Diagnostics laboratory testing
There is significant need for laboratory testing that can accurately identify MKD and discriminate this from other infectious or inflammatory conditions. The HIDS phenotype of MKD acquired its name from its association with elevation in serum IgD.45 Since its nomenclature was assigned, however, it has been noted that elevations in IgD are inconsistent in disease carriers and can be normal in up to 20% of cases.7,63 Additionally, a relationship between severity of phenotype and IgD serum measurements does not appear, although one observational study did postulate that the measurement may be a more adventitious marker of disease in the adult population along with serum IgA.48 During acute febrile attacks, there is a robust acute-phase response with elevated C-reactive protein and erythrocyte sedimentation rate in addition to neutrophil predominant leukocytosis.7 Serum amyloidosis is another long-term sequela of prolonged inflammatory activation, with elevations in serum amyloid A noted in ∼3% of HIDS patients,7,48 although this is lower than rates seen in related hereditary periodic fevers syndromes. The median age at diagnosis of amyloid A amyloidosis in one retrospective study was 25 years, with complications including crescentic and membranous glomerulonephritis and eventual renal transplant requirement.47,48,64 One biologic test that does appear diagnostically valuable is the quantification of urine mevalonic acid excretion. Its utility as a diagnostic tool was studied by Jeyaratnam et al65 who noted that urinary increases of mevalonic acid had a 90% specificity rate, theorizing that this is an adequate and convenient way of screening patients who may need MVK genetic testing.

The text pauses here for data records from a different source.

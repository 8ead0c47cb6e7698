//! A scriptable [`AcmeOperations`] double.
//!
//! Not gated behind `#[cfg(test)]` so integration tests under `tests/`
//! (which compile the crate without the unit-test cfg) can drive the
//! orchestrator's state machine deterministically, without a live ACME
//! server or a mocked JWS/nonce protocol.

use std::collections::HashMap;
use std::time::Duration;

use async_trait::async_trait;
use parking_lot::Mutex;
use rcgen::{CertificateParams, KeyPair};

use crate::error::{Error, Result};

use super::{AcmeOperations, AuthorizationInfo, AuthzStatus, ChallengeKind, ChallengeOffer, IssuedCertificate, OrderHandle};

/// Generates a real self-signed certificate and matching key for
/// `domain`, so code that parses the "issued" material (DER chain
/// parsing, PEM splitting, X.509 metadata extraction) exercises its
/// real parsing path in tests instead of a placeholder string.
fn fake_issued_certificate(domain: &str) -> IssuedCertificate {
    let key_pair = KeyPair::generate().expect("keygen");
    let params = CertificateParams::new(vec![domain.to_string()]).expect("params");
    let cert = params.self_signed(&key_pair).expect("self sign");
    IssuedCertificate {
        cert_chain_pem: cert.pem(),
        key_pem: key_pair.serialize_pem(),
    }
}

/// A scripted failure, injected at a specific step for a specific
/// domain.
#[derive(Debug, Clone)]
pub enum Script {
    FailAuthorize(String),
    FailAcceptChallenge(String),
    FailWait(String),
    FailFinalize(String),
    RateLimit(String),
}

struct State {
    scripts: Vec<Script>,
    offered_challenges: Vec<ChallengeKind>,
    authorize_calls: Vec<String>,
    accept_calls: Vec<String>,
    accepted_kinds: Vec<ChallengeKind>,
    finalize_calls: Vec<String>,
    revoke_calls: Vec<Vec<u8>>,
}

impl Default for State {
    fn default() -> Self {
        Self {
            scripts: Vec::new(),
            offered_challenges: vec![ChallengeKind::Http01, ChallengeKind::TlsAlpn01],
            authorize_calls: Vec::new(),
            accept_calls: Vec::new(),
            accepted_kinds: Vec::new(),
            finalize_calls: Vec::new(),
            revoke_calls: Vec::new(),
        }
    }
}

/// Deterministic stand-in for a real ACME server, offering HTTP-01 and
/// TLS-ALPN-01 on every authorization and succeeding unless scripted
/// otherwise.
pub struct FakeAcmeOps {
    state: Mutex<State>,
}

impl Default for FakeAcmeOps {
    fn default() -> Self {
        Self {
            state: Mutex::new(State::default()),
        }
    }
}

impl FakeAcmeOps {
    pub fn new() -> Self {
        Self::default()
    }

    /// Adds a failure script to a fake already under construction,
    /// applied once the matching step runs.
    pub fn script(&self, script: Script) {
        self.state.lock().scripts.push(script);
    }

    /// Installs failure scripts, applied in order as matching steps run.
    pub fn with_scripts(scripts: Vec<Script>) -> Self {
        Self {
            state: Mutex::new(State {
                scripts,
                ..Default::default()
            }),
        }
    }

    /// Restricts the challenge types offered on every authorization, so
    /// tests can force a specific challenge path (e.g. HTTP-01 only)
    /// regardless of the orchestrator's own preference order.
    pub fn with_offered_challenges(challenges: Vec<ChallengeKind>) -> Self {
        Self {
            state: Mutex::new(State {
                offered_challenges: challenges,
                ..Default::default()
            }),
        }
    }

    pub fn authorize_calls(&self) -> Vec<String> {
        self.state.lock().authorize_calls.clone()
    }

    pub fn accept_calls(&self) -> Vec<String> {
        self.state.lock().accept_calls.clone()
    }

    /// Which challenge kind was accepted on each call, in order.
    pub fn accepted_kinds(&self) -> Vec<ChallengeKind> {
        self.state.lock().accepted_kinds.clone()
    }

    pub fn finalize_calls(&self) -> Vec<String> {
        self.state.lock().finalize_calls.clone()
    }

    pub fn revoke_calls(&self) -> Vec<Vec<u8>> {
        self.state.lock().revoke_calls.clone()
    }

    fn take_script(&self, matches: impl Fn(&Script) -> bool) -> Option<Script> {
        let mut state = self.state.lock();
        let index = state.scripts.iter().position(matches)?;
        Some(state.scripts.remove(index))
    }
}

#[async_trait]
impl AcmeOperations for FakeAcmeOps {
    async fn ensure_account(&self, _contact_email: Option<&str>) -> Result<Vec<u8>> {
        Ok(b"fake-account-credentials".to_vec())
    }

    async fn load_account(&self, _credentials: &[u8]) -> Result<()> {
        Ok(())
    }

    async fn authorize_order(&self, domain: &str) -> Result<OrderHandle> {
        self.state.lock().authorize_calls.push(domain.to_string());
        if let Some(Script::FailAuthorize(_)) =
            self.take_script(|s| matches!(s, Script::FailAuthorize(d) if d == domain))
        {
            return Err(Error::AcmeTransient(format!("authorize failed for {domain}")));
        }
        if let Some(Script::RateLimit(_)) = self.take_script(|s| matches!(s, Script::RateLimit(d) if d == domain)) {
            return Err(Error::RateLimited {
                until: std::time::SystemTime::now() + Duration::from_secs(3600),
            });
        }

        Ok(OrderHandle {
            finalize_handle: domain.to_string(),
            authz_handles: vec![format!("{domain}#0")],
        })
    }

    async fn get_authorization(&self, authz_handle: &str) -> Result<AuthorizationInfo> {
        let domain = authz_handle.split('#').next().unwrap_or(authz_handle).to_string();
        let challenges = self
            .state
            .lock()
            .offered_challenges
            .iter()
            .map(|kind| ChallengeOffer {
                kind: *kind,
                token: format!("{domain}-token"),
                key_authorization: format!("{domain}-token.thumbprint"),
            })
            .collect();
        Ok(AuthorizationInfo {
            handle: authz_handle.to_string(),
            identifier: domain.clone(),
            status: AuthzStatus::Pending,
            challenges,
        })
    }

    async fn accept_challenge(&self, authz_handle: &str, challenge: &ChallengeOffer) -> Result<()> {
        {
            let mut state = self.state.lock();
            state.accept_calls.push(authz_handle.to_string());
            state.accepted_kinds.push(challenge.kind);
        }
        let domain = authz_handle.split('#').next().unwrap_or(authz_handle).to_string();
        if let Some(Script::FailAcceptChallenge(_)) =
            self.take_script(|s| matches!(s, Script::FailAcceptChallenge(d) if *d == domain))
        {
            return Err(Error::AcmeInvalid(format!("challenge rejected for {domain}")));
        }
        Ok(())
    }

    async fn wait_authorization(&self, authz_handle: &str, _deadline: Duration) -> Result<AuthzStatus> {
        let domain = authz_handle.split('#').next().unwrap_or(authz_handle).to_string();
        if let Some(Script::FailWait(_)) = self.take_script(|s| matches!(s, Script::FailWait(d) if *d == domain)) {
            return Ok(AuthzStatus::Invalid);
        }
        Ok(AuthzStatus::Valid)
    }

    async fn finalize_order(&self, finalize_handle: &str) -> Result<IssuedCertificate> {
        self.state.lock().finalize_calls.push(finalize_handle.to_string());
        if let Some(Script::FailFinalize(_)) =
            self.take_script(|s| matches!(s, Script::FailFinalize(d) if d == finalize_handle))
        {
            return Err(Error::AcmeTransient(format!("finalize failed for {finalize_handle}")));
        }
        Ok(fake_issued_certificate(finalize_handle))
    }

    async fn revoke(&self, cert_der: &[u8], _reason: Option<u8>) -> Result<()> {
        self.state.lock().revoke_calls.push(cert_der.to_vec());
        Ok(())
    }
}

#[cfg(test)]
mod tests {
    use super::*;

    #[tokio::test]
    async fn happy_path_round_trip() {
        let fake = FakeAcmeOps::new();
        let order = fake.authorize_order("example.test").await.unwrap();
        assert_eq!(order.authz_handles.len(), 1);

        let authz = fake.get_authorization(&order.authz_handles[0]).await.unwrap();
        let challenge = authz
            .challenges
            .iter()
            .find(|c| c.kind == ChallengeKind::Http01)
            .unwrap();
        fake.accept_challenge(&order.authz_handles[0], challenge).await.unwrap();

        let status = fake
            .wait_authorization(&order.authz_handles[0], Duration::from_secs(5))
            .await
            .unwrap();
        assert_eq!(status, AuthzStatus::Valid);

        let issued = fake.finalize_order(&order.finalize_handle).await.unwrap();
        assert!(issued.cert_chain_pem.contains("BEGIN CERTIFICATE"));
        assert!(issued.key_pem.contains("PRIVATE KEY"));
    }

    #[tokio::test]
    async fn scripted_authorize_failure_is_consumed_once() {
        let fake = FakeAcmeOps::with_scripts(vec![Script::FailAuthorize("bad.test".to_string())]);
        assert!(fake.authorize_order("bad.test").await.is_err());
        assert!(fake.authorize_order("bad.test").await.is_ok());
    }
}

It is speculated that the root cause of phenotypic variation in MKD lies in the level of residual mevalonate kinase function, with HIDS patients ranging from 1.8% to 28% enzymatic activity compared to <0.5% in MA.9 This increased residual activity may be related to the fact that less severely affected patients are compound heterozygotes for the MVK gene mutations. Indeed, the most prevalent mutation affecting 80% of HIDS patients is V3371, which impacts the folding, maturation, and stability of the protein, whereas mutations associated with MA phenotype have more deleterious effects.3,16,47 However, there are inconsistencies in linking specific genotypes to severity of phenotypic presentation.3,47 Overall, there is a paucity of literature addressing heterozygosity in MVK mutations and symptom development. One study by Barron et al12 documented phenotypic disease in a cohort of patients in which no clinical difference was determined between compound and true heterozygotes. As such, more long-term data specifically assessing genotypic expression variations and their clinical implications are required.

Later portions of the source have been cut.